The criteria by which news is judged are:
- Is it new?
Is it unusual?
Is it interesting or significant?
Is it about people?
These elements make up what we call the "news value" of information. The stronger the elements are, the higher the news value.
Is it new?
If it is not new, it cannot be news. The assassination of Mrs Gandhi is unusual, interesting, significant and about people, but it cannot possibly be reported in tomorrow's papers, because it is not new.
If some facts about that assassination became known for the first time, however, that would be news. The assassination would not be new, but the information would be.
Events which happened days or even weeks earlier can still be news, as long as they have not been reported before. If you are telling a story for the first time, it is new to your readers or listeners and therefore it can be news.

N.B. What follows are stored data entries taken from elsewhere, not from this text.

//! About section and SEO settings.

use std::sync::Arc;

use serde_json::json;

use crate::application::services::project_service::{discard_upload, store_image};
use crate::domain::entities::{
    About, AboutUpdate, SeoSettings, SeoUpdate, TwitterCard, UploadedFile,
};
use crate::domain::repositories::ProfileRepository;
use crate::error::AppError;
use crate::infrastructure::storage::ObjectStorage;

/// Form input for the SEO settings.
#[derive(Debug, Default)]
pub struct SeoInput {
    pub title: Option<String>,
    pub description: Option<String>,
    pub keywords: Option<String>,
    pub twitter_card: Option<String>,
    pub og_image: Option<UploadedFile>,
}

/// Service for the singleton profile records.
///
/// Saving always goes through an upsert, so the first save creates the row
/// and later saves replace it.
pub struct ProfileService<R: ProfileRepository> {
    repository: Arc<R>,
    storage: Arc<dyn ObjectStorage>,
}

impl<R: ProfileRepository> ProfileService<R> {
    pub fn new(repository: Arc<R>, storage: Arc<dyn ObjectStorage>) -> Self {
        Self {
            repository,
            storage,
        }
    }

    pub async fn about(&self) -> Result<Option<About>, AppError> {
        self.repository.get_about().await
    }

    pub async fn seo(&self) -> Result<Option<SeoSettings>, AppError> {
        self.repository.get_seo().await
    }

    /// Saves the About section. The existing photo is kept when no new one
    /// is uploaded; a new photo is removed again if the save fails.
    ///
    /// # Errors
    ///
    /// Returns [`AppError::Validation`] if the bio is missing or the photo is
    /// not an image.
    pub async fn save_about(
        &self,
        bio: Option<String>,
        image: Option<UploadedFile>,
    ) -> Result<About, AppError> {
        let Some(bio) = bio else {
            return Err(AppError::bad_request(
                "Bio is required",
                json!({ "fields": ["bio"] }),
            ));
        };

        let image_url = match &image {
            Some(image) => Some(store_image(self.storage.as_ref(), image).await?),
            None => None,
        };

        let result = self
            .repository
            .upsert_about(AboutUpdate {
                bio,
                image_url: image_url.clone(),
            })
            .await;

        match result {
            Ok(about) => {
                tracing::info!("About section saved");
                Ok(about)
            }
            Err(e) => {
                if let Some(url) = &image_url {
                    discard_upload(self.storage.as_ref(), url).await;
                }
                Err(e)
            }
        }
    }

    /// Saves the SEO settings. The existing Open Graph image is kept when no
    /// new one is uploaded; a new image is removed again if the save fails.
    ///
    /// # Errors
    ///
    /// Returns [`AppError::Validation`] if title or description is missing
    /// or the Twitter card type is unknown.
    pub async fn save_seo(&self, input: SeoInput) -> Result<SeoSettings, AppError> {
        let (Some(title), Some(description)) = (input.title, input.description) else {
            return Err(AppError::bad_request(
                "Title and description are required",
                json!({ "fields": ["title", "description"] }),
            ));
        };

        let twitter_card = input
            .twitter_card
            .as_deref()
            .map(str::parse::<TwitterCard>)
            .transpose()
            .map_err(|message| AppError::bad_request(message, json!({})))?;

        let og_image = match &input.og_image {
            Some(image) => Some(store_image(self.storage.as_ref(), image).await?),
            None => None,
        };

        let result = self
            .repository
            .upsert_seo(SeoUpdate {
                title,
                description,
                keywords: input.keywords,
                og_image: og_image.clone(),
                twitter_card,
            })
            .await;

        match result {
            Ok(seo) => {
                tracing::info!("SEO settings saved");
                Ok(seo)
            }
            Err(e) => {
                if let Some(url) = &og_image {
                    discard_upload(self.storage.as_ref(), url).await;
                }
                Err(e)
            }
        }
    }
}

#[cfg(test)]
mod tests {
    use super::*;
    use crate::domain::repositories::MockProfileRepository;
    use crate::infrastructure::storage::MockObjectStorage;
    use axum::body::Bytes;
    use chrono::Utc;

    fn about_from(update: AboutUpdate) -> About {
        About {
            bio: update.bio,
            image_url: update.image_url,
            created_at: Utc::now(),
            updated_at: Utc::now(),
        }
    }

    #[tokio::test]
    async fn test_save_about_without_photo() {
        let mut mock_repo = MockProfileRepository::new();
        let mut mock_storage = MockObjectStorage::new();
        mock_storage.expect_upload().times(0);

        mock_repo
            .expect_upsert_about()
            .withf(|u| u.bio == "Hello" && u.image_url.is_none())
            .times(1)
            .returning(|u| Ok(about_from(u)));

        let service = ProfileService::new(Arc::new(mock_repo), Arc::new(mock_storage));
        let about = service
            .save_about(Some("Hello".to_string()), None)
            .await
            .unwrap();

        assert_eq!(about.bio, "Hello");
    }

    #[tokio::test]
    async fn test_save_about_with_photo() {
        let mut mock_repo = MockProfileRepository::new();
        let mut mock_storage = MockObjectStorage::new();

        mock_storage
            .expect_upload()
            .times(1)
            .returning(|key, _| Ok(format!("/uploads/{}", key)));
        mock_repo
            .expect_upsert_about()
            .withf(|u| u.image_url.as_deref().is_some_and(|url| url.ends_with(".jpg")))
            .times(1)
            .returning(|u| Ok(about_from(u)));

        let service = ProfileService::new(Arc::new(mock_repo), Arc::new(mock_storage));
        let photo = UploadedFile::new(
            "me.jpg",
            Some("image/jpeg".to_string()),
            Bytes::from_static(b"\xFF\xD8\xFF\xE0"),
        );

        assert!(
            service
                .save_about(Some("Hello".to_string()), Some(photo))
                .await
                .is_ok()
        );
    }

    #[tokio::test]
    async fn test_save_about_removes_photo_when_save_fails() {
        let mut mock_repo = MockProfileRepository::new();
        let mut mock_storage = MockObjectStorage::new();

        mock_storage
            .expect_upload()
            .times(1)
            .returning(|key, _| Ok(format!("/uploads/{}", key)));
        mock_storage
            .expect_delete_by_url()
            .withf(|url| url.starts_with("/uploads/") && url.ends_with(".jpg"))
            .times(1)
            .returning(|_| Ok(()));
        mock_repo
            .expect_upsert_about()
            .times(1)
            .returning(|_| Err(AppError::internal("connection reset", json!({}))));

        let service = ProfileService::new(Arc::new(mock_repo), Arc::new(mock_storage));
        let photo = UploadedFile::new(
            "me.jpg",
            Some("image/jpeg".to_string()),
            Bytes::from_static(b"\xFF\xD8\xFF\xE0"),
        );

        let err = service
            .save_about(Some("Hello".to_string()), Some(photo))
            .await
            .unwrap_err();
        assert!(matches!(err, AppError::Internal { .. }));
    }

    #[tokio::test]
    async fn test_save_seo_removes_image_when_save_fails() {
        let mut mock_repo = MockProfileRepository::new();
        let mut mock_storage = MockObjectStorage::new();

        mock_storage
            .expect_upload()
            .times(1)
            .returning(|key, _| Ok(format!("/uploads/{}", key)));
        mock_storage
            .expect_delete_by_url()
            .withf(|url| url.ends_with(".png"))
            .times(1)
            .returning(|_| Ok(()));
        mock_repo
            .expect_upsert_seo()
            .times(1)
            .returning(|_| Err(AppError::internal("connection reset", json!({}))));

        let service = ProfileService::new(Arc::new(mock_repo), Arc::new(mock_storage));
        let input = SeoInput {
            title: Some("Jane Doe".to_string()),
            description: Some("Portfolio".to_string()),
            og_image: Some(UploadedFile::new(
                "og.png",
                Some("image/png".to_string()),
                Bytes::from_static(b"\x89PNG\r\n\x1a\n"),
            )),
            ..SeoInput::default()
        };

        assert!(service.save_seo(input).await.is_err());
    }

    #[tokio::test]
    async fn test_save_about_requires_bio() {
        let mut mock_repo = MockProfileRepository::new();
        mock_repo.expect_upsert_about().times(0);

        let service = ProfileService::new(Arc::new(mock_repo), Arc::new(MockObjectStorage::new()));
        let err = service.save_about(None, None).await.unwrap_err();

        assert_eq!(err.to_string(), "Bio is required");
    }

    #[tokio::test]
    async fn test_save_seo() {
        let mut mock_repo = MockProfileRepository::new();
        mock_repo
            .expect_upsert_seo()
            .withf(|u| {
                u.title == "Jane Doe"
                    && u.twitter_card == Some(TwitterCard::SummaryLargeImage)
                    && u.og_image.is_none()
            })
            .times(1)
            .returning(|u| {
                Ok(SeoSettings {
                    title: u.title,
                    description: u.description,
                    keywords: u.keywords,
                    og_image: u.og_image,
                    twitter_card: u.twitter_card,
                    created_at: Utc::now(),
                    updated_at: Utc::now(),
                })
            });

        let service = ProfileService::new(Arc::new(mock_repo), Arc::new(MockObjectStorage::new()));
        let input = SeoInput {
            title: Some("Jane Doe".to_string()),
            description: Some("Portfolio".to_string()),
            keywords: Some("rust, web".to_string()),
            twitter_card: Some("summary_large_image".to_string()),
            og_image: None,
        };

        let seo = service.save_seo(input).await.unwrap();
        assert_eq!(seo.keywords.as_deref(), Some("rust, web"));
    }

    #[tokio::test]
    async fn test_save_seo_validation() {
        let mut mock_repo = MockProfileRepository::new();
        mock_repo.expect_upsert_seo().times(0);

        let service = ProfileService::new(Arc::new(mock_repo), Arc::new(MockObjectStorage::new()));

        let err = service
            .save_seo(SeoInput {
                title: Some("Jane".to_string()),
                ..SeoInput::default()
            })
            .await
            .unwrap_err();
        assert_eq!(err.to_string(), "Title and description are required");

        let err = service
            .save_seo(SeoInput {
                title: Some("Jane".to_string()),
                description: Some("Portfolio".to_string()),
                twitter_card: Some("player".to_string()),
                ..SeoInput::default()
            })
            .await
            .unwrap_err();
        assert!(matches!(err, AppError::Validation { .. }));
    }
}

News of the death of Mao Tse-tung, for instance, was not released to the world by the Chinese government for several days; when they did release it, however, it was still very definitely news.Is it unusual?
Things are happening all the time, but not all of them are news, even when they are new. A man wakes up, eats breakfast and goes to work on a bus; it has only just happened, but nobody wants to read about it because it is not unusual. Ordinary and everyday things do not make news.
Of course, if that same man was 90 years old and was still catching the bus to work every day, it would be unusual!
The classic definition of news is this: "Dog bites man" is not news; "Man bites dog" is news.
This definition, though, is not universal. If dogs are eaten in your society (at feasts, for instance) then it will not be news when a man bites a dog - so long as it has been cooked.
What is usual in one society may be unusual in another. Again, we will expect the content of the news to vary from society to society. In every society, though, whatever is unusual is likely to be news.Is it interesting?
Events which are new and unusual may still not be of general interest. Scientists may report that an insect has just been found living on a plant which it did not previously inhabit. The discovery is new, and the event is unusual, but it is unlikely to interest anybody other than a specialist or enthusiast.
In a specialist publication this could be big news, but in a general news broadcast or paper it would merit at most a few words.Is it significant?
However, if that same insect was one which had a huge appetite, and which had previously lived on and eaten bush grass and if the new plant on which it had been found was rice, then the story becomes news, because it is significant.
People may not be interested in bugs, but they are interested in food. If this insect is now threatening their crops, it becomes a matter of concern to them. It is news because it is significant.
Similarly, if a peasant farmer says that the Roman Catholic Church should ordain women priests, that is not news. If an archbishop says it, it is news, because what he says on the subject is significant. It is the views of people such as the archbishop which help to form the policy of the Church.
Once again, what is interesting or significant in one society may not be interesting or significant in another. The content of the news may be different, therefore, in different societies, but the way it is identified will be the same.Is it about people?
Most news is automatically about people, because it is the things people do to change the world which makes news.
However, news can also be made by non-human sources, such as a cyclone, a bush fire, a drought, a volcanic eruption or an earthquake. It is when reporting these stories that it is important to make sure that the story is centred on people.
The cyclone would not matter if it blew itself out in the middle of the Pacific Ocean, away from any inhabited islands; the fire could burn for as long as it likes in bush where nobody lives; the Sahara Desert has a near-permanent drought, but in most of it nobody is there to rely on rains; a volcanic eruption or an earthquake which damages nobody's property and injures nobody is really not news.
All these natural disasters only become news when they affect people's lives. Every story can be told in terms of people. Always start by asking yourself the question: "How does this affect my readers', listeners' or viewers’ lives?"
Whenever you have a story which tells of how something has happened which affects both people and property, always put the people first.